What you should do:
Look through the records, and wherever the string "MemoryConnection" turns up, copy out that line.

Extracted data Block Start

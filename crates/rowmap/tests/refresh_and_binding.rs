//! Whole-store refresh strategies, key chunking and inline key binding.

mod common;

use common::*;
use rowmap::prelude::*;
use rowmap::{Dialect, KeyBinding};
use rowmap_session::testing::MemoryConnection;

fn two_type_store() -> EntityStore<MemoryConnection> {
    let store = store();
    store.register::<Gadget>().unwrap();
    seed_widget(store.connection(), 1, "a", 1);
    store
        .connection()
        .seed("gadgets", vec![Value::Int(1), Value::Text("x".into())]);
    store
}

#[test]
fn sequential_refresh_all_loads_every_type() {
    let store = two_type_store();

    let report = store.refresh_all(&Sequential);

    assert!(report.is_success());
    assert_eq!(report.outcomes.len(), 2);
    assert_eq!(store.cached_count::<Widget>().unwrap(), 1);
    let gadget = store.get::<Gadget>(&1, GetPolicy::LocalOnly).unwrap().unwrap();
    assert_eq!(gadget.label().unwrap().as_deref(), Some("x"));
}

#[test]
fn threaded_refresh_all_isolates_failures() {
    let store = two_type_store();
    store.connection().fail_on(r#"FROM "gadgets""#);

    let report = store.refresh_all(&Threaded::new(4));

    assert!(!report.is_success());
    assert_eq!(report.succeeded().count(), 1);
    let failed: Vec<_> = report.failed().collect();
    assert_eq!(failed.len(), 1);
    assert_eq!(failed[0].table, "gadgets");
    assert!(failed[0].result.as_ref().unwrap_err().is_storage());
    assert_eq!(store.cached_count::<Widget>().unwrap(), 1);
    assert_eq!(store.cached_count::<Gadget>().unwrap(), 0);
}

#[test]
fn long_key_lists_are_chunked() {
    let conn = connection();
    for id in 1..=5 {
        seed_widget(&conn, id, "part", 1);
    }
    let store = store_with(conn, StoreConfig::default().with_max_keys_per_statement(2));

    let found = store.refresh_keys::<Widget>(&[1, 2, 3, 4, 5]).unwrap();
    assert_eq!(found.len(), 5);
    assert_eq!(store.connection().statements_starting_with("SELECT").len(), 3);

    assert_eq!(store.delete::<Widget>(&[1, 2, 3]).unwrap(), 3);
    assert_eq!(store.connection().statements_starting_with("DELETE").len(), 2);
    assert_eq!(store.connection().commits(), 1);
    assert_eq!(store.cached_count::<Widget>().unwrap(), 2);
}

#[test]
fn inline_binding_renders_key_literals() {
    let conn = connection();
    seed_widget(&conn, 1, "a", 1);
    seed_widget(&conn, 2, "b", 2);
    let store = store_with(
        conn,
        StoreConfig::default().with_key_binding(KeyBinding::Inline),
    );

    assert_eq!(store.refresh_keys::<Widget>(&[1, 2]).unwrap().len(), 2);
    assert_eq!(store.delete::<Widget>(&[2]).unwrap(), 1);

    let conn = store.connection();
    assert_eq!(
        conn.statements_starting_with("SELECT"),
        vec![r#"SELECT "id", "name", "price" FROM "widgets" WHERE "id" IN (1, 2)"#.to_string()]
    );
    assert_eq!(
        conn.statements_starting_with("DELETE"),
        vec![r#"DELETE FROM "widgets" WHERE "id" IN (2)"#.to_string()]
    );
}

#[test]
fn postgres_placeholders_are_numbered() {
    let conn = MemoryConnection::with_dialect(Dialect::Postgres).with_table(
        "widgets",
        vec![
            rowmap::ColumnInfo::new("id", rowmap::SqlType::BigInt).primary_key(),
            rowmap::ColumnInfo::new("name", rowmap::SqlType::Text),
            rowmap::ColumnInfo::new("price", rowmap::SqlType::Integer),
        ],
    );
    let store = store_with(conn, StoreConfig::default());

    let widget = store.new_object::<Widget>().unwrap();
    let mut draft = widget.modify();
    draft.set_price(3).unwrap();
    store.persist(vec![draft.finish()]).unwrap();

    assert_eq!(stored_price(store.connection(), 1), Some(Value::Int(3)));
    assert_eq!(
        store.connection().statements_starting_with("UPDATE"),
        vec![r#"UPDATE "widgets" SET "name" = $1, "price" = $2 WHERE "id" = $3"#.to_string()]
    );
}

#[test]
fn store_config_loads_from_json() {
    let config = StoreConfig::from_json(
        r#"{"write_isolation": "serializable", "max_keys_per_statement": 50}"#,
    )
    .unwrap();
    let store = store_with(connection(), config);
    store.new_object::<Widget>().unwrap();

    assert_eq!(
        store.connection().statements()[0],
        "BEGIN ISOLATION LEVEL SERIALIZABLE"
    );
}
//! In-memory connection for tests.
//!
//! [`MemoryConnection`] keeps tables in memory and understands exactly the
//! statement shapes `rowmap-query` generates: select all or by key list,
//! insert with an explicit or generated id, update by id and delete by key
//! list. Keys may be bound as parameters (`?` or `$n`) or inlined as literals.
//!
//! Transactions work on a copy of the tables they touch; commit swaps the
//! copies in and rollback (or drop) discards them. Failures can be injected
//! per statement pattern, after a number of successful executions, or on
//! commit, and every statement is logged.
//!
//! ```ignore
//! let conn = MemoryConnection::new().with_table(
//!     "widgets",
//!     vec![
//!         ColumnInfo::new("id", SqlType::BigInt).primary_key().auto_increment(),
//!         ColumnInfo::new("name", SqlType::Text),
//!         ColumnInfo::new("price", SqlType::Integer),
//!     ],
//! );
//! let store = EntityStore::new(conn);
//! ```

use std::cell::{Cell, RefCell};
use std::collections::{BTreeMap, BTreeSet};
use std::sync::{Arc, Mutex, MutexGuard, OnceLock, PoisonError};

use num_bigint::BigInt;
use regex::Regex;
use rowmap_core::{
    ColumnInfo, Connection, Dialect, Error, Executor, IsolationLevel, QueryErrorKind, Result, Row,
    SqlDialect, TransactionOps, Value,
};

// ============================================================================
// Tables
// ============================================================================

/// Representation of keys the connection generates and reports for a table.
#[derive(Debug, Clone, Copy, PartialEq, Eq, Default)]
pub enum KeyWidth {
    /// Keys are reported as 32-bit integers.
    Int32,
    /// Keys are reported as 64-bit integers.
    #[default]
    Int64,
    /// Keys are reported as arbitrary-precision integers.
    BigNum,
    /// Keys are generated but not reported to the caller.
    Unreported,
}

#[derive(Debug, Clone)]
struct MemoryTable {
    columns: Vec<ColumnInfo>,
    id_index: usize,
    rows: Vec<Vec<Value>>,
    next_id: i64,
    key_width: KeyWidth,
}

impl MemoryTable {
    fn new(columns: Vec<ColumnInfo>) -> Self {
        let id_index = columns.iter().position(|c| c.primary_key).unwrap_or(0);
        Self {
            columns,
            id_index,
            rows: Vec::new(),
            next_id: 1,
            key_width: KeyWidth::default(),
        }
    }

    fn column_index(&self, name: &str) -> Result<usize> {
        self.columns
            .iter()
            .position(|c| c.name == name)
            .ok_or_else(|| Error::query(QueryErrorKind::Syntax, format!("no such column: {}", name)))
    }

    fn find(&self, id: &Value) -> Option<usize> {
        self.rows
            .iter()
            .position(|row| row.get(self.id_index).is_some_and(|v| v.same_as(id)))
    }

    fn generate_key(&mut self) -> (Value, Option<Value>) {
        let next = self.next_id;
        self.next_id += 1;
        let reported = match self.key_width {
            KeyWidth::Int32 => i32::try_from(next).ok().map(Value::Int),
            KeyWidth::Int64 => Some(Value::BigInt(next)),
            KeyWidth::BigNum => Some(Value::BigNum(BigInt::from(next))),
            KeyWidth::Unreported => None,
        };
        (Value::BigInt(next), reported)
    }

    fn bump_next_id(&mut self, id: &Value) {
        if let Some(n) = id.as_i64() {
            if n >= self.next_id {
                self.next_id = n + 1;
            }
        }
    }
}

type Tables = BTreeMap<String, MemoryTable>;

#[derive(Debug)]
struct FailureRule {
    pattern: String,
    allowed: usize,
    kind: QueryErrorKind,
}

#[derive(Debug, Default)]
struct MemoryState {
    tables: Tables,
    log: Vec<String>,
    failures: Vec<FailureRule>,
    fail_commit: bool,
    commits: usize,
    rollbacks: usize,
}

impl MemoryState {
    /// Log `sql` and apply any matching failure rule.
    fn admit(&mut self, sql: &str) -> Result<()> {
        self.log.push(sql.to_string());
        for rule in &mut self.failures {
            if sql.contains(&rule.pattern) {
                if rule.allowed == 0 {
                    return Err(Error::query(rule.kind, format!("injected failure for '{}'", rule.pattern))
                        .with_sql_text(sql));
                }
                rule.allowed -= 1;
            }
        }
        Ok(())
    }
}
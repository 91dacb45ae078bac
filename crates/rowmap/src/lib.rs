//! rowmap: identity-mapped entities over relational tables.
//!
//! Declare a record with `#[derive(Record)]`, register it with an
//! [`EntityStore`], and work with shared [`Entity`] handles. Each row is
//! materialized once per store; reads of the same id return the same handle,
//! and writes go out in batched transactions.
//!
//! # Crates
//!
//! - `rowmap-core`: values, errors, record metadata and the driver contracts
//! - `rowmap-query`: table mappings and SQL statement text
//! - `rowmap-session`: the entity store, identity caches and refresh strategies
//! - `rowmap-macros`: `#[derive(Record)]`
//!
//! # Example
//!
//! ```ignore
//! use rowmap::prelude::*;
//!
//! #[derive(Record, Debug, Clone, Default)]
//! #[rowmap(table = "widgets", id = i64)]
//! struct Widget {
//!     name: String,
//!     price: i32,
//! }
//!
//! let store = EntityStore::new(connection);
//! store.register_full::<Widget>(
//!     TableMapping::of::<Widget>(),
//!     FieldDefaults::new().with("name", "").with("price", 0),
//! )?;
//!
//! let widget = store.new_object::<Widget>()?;
//! let mut draft = widget.modify();
//! draft.set_price(12)?;
//! store.persist(vec![draft.finish()])?;
//! assert_eq!(widget.price()?, 12);
//! ```

pub use rowmap_core::{
    ColumnInfo, ConfigErrorKind, Connection, Dialect, Error, Executor, FieldInfo, FieldRead,
    FieldWrite, FieldsSet, FromValue, HasSqlType, IdKind, IsolationLevel, QueryErrorKind, Record,
    RecordId, Result, Row, SqlDialect, SqlType, TransactionOps, Value,
};
pub use rowmap_macros::Record;
pub use rowmap_query::{Statements, TableMapping};
pub use rowmap_session::{
    Draft, Entity, EntityInitializer, EntityStore, FieldDefaults, GetPolicy, IdentityCache,
    KeyBinding, Lifecycle, NullInitializer, Persistable, RecordDefaults, RefreshOutcome,
    RefreshReport, RefreshStrategy, RegisterOptions, Sequential, StoreConfig, StoreDebugInfo,
    Threaded,
};

/// Error details, for matching on failure kinds.
pub mod error {
    pub use rowmap_core::error::*;
}

/// The in-memory test connection.
#[cfg(feature = "testing")]
pub mod testing {
    pub use rowmap_session::testing::*;
}

/// Everything needed to declare records and use a store.
pub mod prelude {
    pub use crate::{
        Draft, Entity, EntityStore, Error, FieldDefaults, FieldRead, FieldWrite, GetPolicy,
        Persistable, Record, RecordDefaults, Result, Sequential, StoreConfig, TableMapping,
        Threaded, Value,
    };
}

Extracted data Block End

Result of this task:
use rowmap_session::testing::MemoryConnection;
fn two_type_store() -> EntityStore<MemoryConnection> {
    let conn = MemoryConnection::with_dialect(Dialect::Postgres).with_table(
//! [`MemoryConnection`] keeps tables in memory and understands exactly the
//! let conn = MemoryConnection::new().with_table(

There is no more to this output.